Two new healing gardens are nearing completion at Harefield Hospital.
Bowles & Wyer is poised to finish work on the new projects in the grounds of the hospital near Hillingdon in west London.
The work follows the landscaping firm’s completion of a wellbeing garden at nearby St George’s Hospital in Tooting in just a matter of weeks.
In their latest projects, the design team has created two new gardens for the specialist heart and lung hospital.
And, while the hospital carries out major heart and lung transplant operations during normal times; it has, more recently, converted a number of wards to help care for COVID-19 patients.
Design director at Bowles & Wyer, James Smith, said: “The relentless nature of the pandemic has made external spaces an even-more-precious resource, and we very much hope the garden brings some positivity to people in their most difficult of times.”
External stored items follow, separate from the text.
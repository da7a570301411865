//! Durable queue of single-record refreshes awaiting retry.

use std::sync::Arc;

use tokio::sync::Mutex;

use super::router::{NotificationRouter, RefreshOrigin, RefreshOutcome};
use super::store::FailedSyncStore;
use crate::catalog::descriptor;
use crate::error::Result;
use crate::models::{FailedSyncEntry, TableId};

/// Result of one drain pass.
#[derive(Debug, Clone, Default, PartialEq, Eq)]
pub struct DrainReport {
    /// Entries loaded at the start of the pass
    pub attempted: usize,
    pub recovered: Vec<(TableId, i64)>,
    pub still_failing: Vec<(TableId, i64)>,
    /// Entries naming a table that can never be refreshed
    pub dropped: Vec<(TableId, i64)>,
}

impl DrainReport {
    pub fn is_clean(&self) -> bool {
        self.still_failing.is_empty()
    }
}

/// Shared handle over the persisted retry queue.
///
/// Drains are serialized: at most one load-retry-delete cycle runs at a time.
#[derive(Clone)]
pub struct FailedSyncQueue {
    store: Arc<dyn FailedSyncStore>,
    drain_lock: Arc<Mutex<()>>,
}

impl FailedSyncQueue {
    pub fn new(store: Arc<dyn FailedSyncStore>) -> Self {
        Self {
            store,
            drain_lock: Arc::new(Mutex::new(())),
        }
    }

    /// Queue a failed refresh. Returns `None` when the entity is already queued.
    pub async fn enqueue(&self, table: TableId, data_id: i64) -> Result<Option<FailedSyncEntry>> {
        let entry = self.store.insert_failed(table, data_id).await?;
        match &entry {
            Some(entry) => tracing::info!("Queued {table}#{data_id} for retry (entry {})", entry.id),
            None => tracing::debug!("{table}#{data_id} is already queued for retry"),
        }
        Ok(entry)
    }

    pub async fn entries(&self) -> Result<Vec<FailedSyncEntry>> {
        self.store.failed_entries().await
    }

    pub async fn len(&self) -> Result<usize> {
        Ok(self.store.failed_entries().await?.len())
    }

    /// Clear every queued entry for an entity after a successful refresh.
    pub(crate) async fn resolve(&self, table: TableId, data_id: i64) -> Result<u64> {
        self.store.remove_failed_matching(table, data_id).await
    }

    pub(crate) async fn record_attempt(&self, entry: &FailedSyncEntry, error: &str) -> Result<()> {
        self.store.record_failed_attempt(entry.id, error).await
    }

    /// Retry every queued entry, waiting for any drain already in progress.
    pub async fn drain(&self, router: &NotificationRouter) -> Result<DrainReport> {
        let _guard = self.drain_lock.lock().await;
        self.drain_locked(router).await
    }

    /// Like [`Self::drain`], but returns `None` at once if another drain is running.
    pub async fn try_drain(&self, router: &NotificationRouter) -> Result<Option<DrainReport>> {
        let Ok(_guard) = self.drain_lock.try_lock() else {
            tracing::debug!("Retry queue drain already running; skipping");
            return Ok(None);
        };
        self.drain_locked(router).await.map(Some)
    }

    async fn drain_locked(&self, router: &NotificationRouter) -> Result<DrainReport> {
        let entries = self.store.failed_entries().await?;
        let mut report = DrainReport {
            attempted: entries.len(),
            ..DrainReport::default()
        };
        if entries.is_empty() {
            return Ok(report);
        }
        tracing::info!("Retrying {} queued refresh(es)", entries.len());

        for entry in entries {
            let key = (entry.table_id, entry.data_id);
            if descriptor(entry.table_id).is_none() {
                tracing::warn!(
                    "Dropping queued refresh for non-synchronized table {}",
                    entry.table_id
                );
                self.store.remove_failed(entry.id).await?;
                report.dropped.push(key);
                continue;
            }

            match router
                .refresh(entry.table_id, entry.data_id, RefreshOrigin::Retry(entry))
                .await
            {
                RefreshOutcome::Refreshed { .. } => report.recovered.push(key),
                _ => report.still_failing.push(key),
            }
        }

        tracing::info!(
            "Retry drain finished: {} recovered, {} still failing",
            report.recovered.len(),
            report.still_failing.len()
        );
        Ok(report)
    }
}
Harefield Healing Garden, the larger of the two plots, has a free-flowing organic design with a large raised bed feature at its heart where staff, patients and visitors can mingle.
There are also secluded pockets of seating nestled among the planting for those who want more privacy.
Smith said: “Hospital wards can often feel like restrictive and monotonous environments and we wanted to break away from this feeling in the garden by creating a distinct contrast using free-flowing meandering paths and curvaceous geometry.”
While the Healing Garden and the Transplant Garden may be separate spaces, they share similar design features, materials and planting, with the idea of the latter being able to give patients a safe space to spend time in and to see their relatives, as well as encouraging a pathway to rehabilitation.
Patients can take their first steps to recovery in the privacy of the Transplant Garden, a courtyard area outside the high dependency ward, and can then progress to the Healing Garden as they recover.
The designers have ensured the gardens have strong links to biophilic design to create a healthy and productive habitat for humans.
And, by exposing patients to nature on a regular basis, the aim is to improve post-operative recovery times.
“Sensory plants will be important, but the key aim is to incorporate movement into the planting with large swathes of mixed ornamental grasses and flowering perennials, also helping to keep maintenance to a minimum for the hospital,” said Smith.
Sensory plants are a key feature
“A number of ornamental multi-stem trees have been selected to provide sculptural interest and help to provide privacy, as well as seasonal richness.
“And the gardens also incorporate a varied palette of trees and planting to encourage biodiversity.”
The new gardens will be an important resource for staff as well as patients.
Senior staff nurse at the hospital, Rhianna Colyer, said: “For those of us on the frontline in COVID ITU, being able to get outside and spend some time connecting with nature and breathing in fresh air is so important for our wellbeing, after spending 12.5-hour days in bulky facemasks and full PPE.
“Seeing the garden being built over such difficult times has been a real boost and it is so lovely to see the progress the team has made. We can’t wait until it is all finished.”
The final touches of irrigation and lighting are the last steps in the project, before the new gardens can be opened just in time for spring.